Below are the records; copy each line in them that holds the word "Clone".

Saved data entries:

[Start of section]

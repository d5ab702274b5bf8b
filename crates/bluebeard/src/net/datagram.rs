use rkyv::util::AlignedVec;
use rkyv::{Archive, Deserialize, Serialize, rancor};

pub const MAX_DATAGRAM_SIZE: usize = 1200;
pub const PROTOCOL_VERSION: u32 = 1;
pub const PROTOCOL_MAGIC: u32 = 0x4242_4D53;

const SEQUENCE_WRAP_THRESHOLD: u32 = u32::MAX / 2;

#[derive(Debug, Clone, Copy, PartialEq, Eq, Archive, Serialize, Deserialize)]
#[rkyv(compare(PartialEq), derive(Debug))]
pub struct DatagramHeader {
    pub magic: u32,
    pub version: u32,
    pub sequence: u32,
    pub ack: u32,
    pub ack_bitfield: u32,
}

impl DatagramHeader {
    pub fn new(sequence: u32, ack: u32, ack_bitfield: u32) -> Self {
        Self {
            magic: PROTOCOL_MAGIC,
            version: PROTOCOL_VERSION,
            sequence,
            ack,
            ack_bitfield,
        }
    }

    pub fn unsequenced() -> Self {
        Self::new(0, 0, 0)
    }

    pub fn is_valid(&self) -> bool {
        self.magic == PROTOCOL_MAGIC && self.version == PROTOCOL_VERSION
    }
}

#[inline]
pub fn sequence_greater_than(s1: u32, s2: u32) -> bool {
    ((s1 > s2) && (s1 - s2 <= SEQUENCE_WRAP_THRESHOLD))
        || ((s1 < s2) && (s2 - s1 > SEQUENCE_WRAP_THRESHOLD))
}

/// Delivery class of a payload frame, chosen from the caller's send options.
#[derive(Debug, Clone, Copy, PartialEq, Eq, Archive, Serialize, Deserialize)]
#[rkyv(compare(PartialEq), derive(Debug))]
pub enum Delivery {
    Unreliable,
    UnreliableSequenced,
    Reliable,
    ReliableSequenced,
    ReliableOrdered,
}

impl Delivery {
    pub fn is_reliable(&self) -> bool {
        matches!(
            self,
            Delivery::Reliable | Delivery::ReliableSequenced | Delivery::ReliableOrdered
        )
    }
}

#[derive(Debug, Clone, PartialEq, Eq, Archive, Serialize, Deserialize)]
#[rkyv(derive(Debug))]
pub enum Frame {
    ConnectRequest {
        salt: u64,
    },
    ConnectAccept {
        salt: u64,
    },
    ConnectRefused,
    Disconnect,
    Keepalive,
    Payload {
        delivery: Delivery,
        channel: u8,
        /// Ordering or sequencing index within the channel.
        index: u32,
        /// Dedup key for reliable frames.
        message_id: u32,
        data: Vec<u8>,
    },
    Unconnected {
        data: Vec<u8>,
    },
}

#[derive(Debug, Clone, Archive, Serialize, Deserialize)]
#[rkyv(derive(Debug))]
pub struct Datagram {
    pub header: DatagramHeader,
    pub frame: Frame,
}

#[derive(Debug, thiserror::Error)]
pub enum DatagramError {
    #[error("serialization failed: {0}")]
    Serialize(rancor::Error),
    #[error("deserialization failed: {0}")]
    Deserialize(rancor::Error),
}

impl Datagram {
    pub fn new(header: DatagramHeader, frame: Frame) -> Self {
        Self { header, frame }
    }

    pub fn serialize(&self) -> Result<Vec<u8>, DatagramError> {
        rkyv::to_bytes::<rancor::Error>(self)
            .map(|aligned| aligned.into_vec())
            .map_err(DatagramError::Serialize)
    }

    pub fn deserialize(data: &[u8]) -> Result<Self, DatagramError> {
        // Socket buffers carry no alignment guarantee.
        let mut aligned = AlignedVec::<16>::with_capacity(data.len());
        aligned.extend_from_slice(data);
        rkyv::from_bytes::<Self, rancor::Error>(&aligned).map_err(DatagramError::Deserialize)
    }
}

#[cfg(test)]
mod tests {
    use super::*;

    #[test]
    fn test_sequence_comparison() {
        assert!(sequence_greater_than(2, 1));
        assert!(!sequence_greater_than(1, 2));
        assert!(sequence_greater_than(0, u32::MAX));
        assert!(!sequence_greater_than(u32::MAX, 0));
    }

    #[test]
    fn test_payload_datagram_survives_serialization() {
        let datagram = Datagram::new(
            DatagramHeader::new(7, 3, 0b101),
            Frame::Payload {
                delivery: Delivery::ReliableOrdered,
                channel: 2,
                index: 11,
                message_id: 40,
                data: vec![116, 1, 2, 3],
            },
        );

        let bytes = datagram.serialize().unwrap();
        assert!(bytes.len() < MAX_DATAGRAM_SIZE);

        let decoded = Datagram::deserialize(&bytes).unwrap();
        assert!(decoded.header.is_valid());
        assert_eq!(decoded.header, datagram.header);
        assert_eq!(decoded.frame, datagram.frame);
    }

    #[test]
    fn test_garbage_is_rejected() {
        assert!(Datagram::deserialize(&[1, 2, 3, 4, 5, 6, 7, 8, 9]).is_err());
    }
}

[End of section]

- The completed task:
#[derive(Debug, Clone, Copy, PartialEq, Eq, Archive, Serialize, Deserialize)]
#[derive(Debug, Clone, Copy, PartialEq, Eq, Archive, Serialize, Deserialize)]
#[derive(Debug, Clone, PartialEq, Eq, Archive, Serialize, Deserialize)]
#[derive(Debug, Clone, Archive, Serialize, Deserialize)]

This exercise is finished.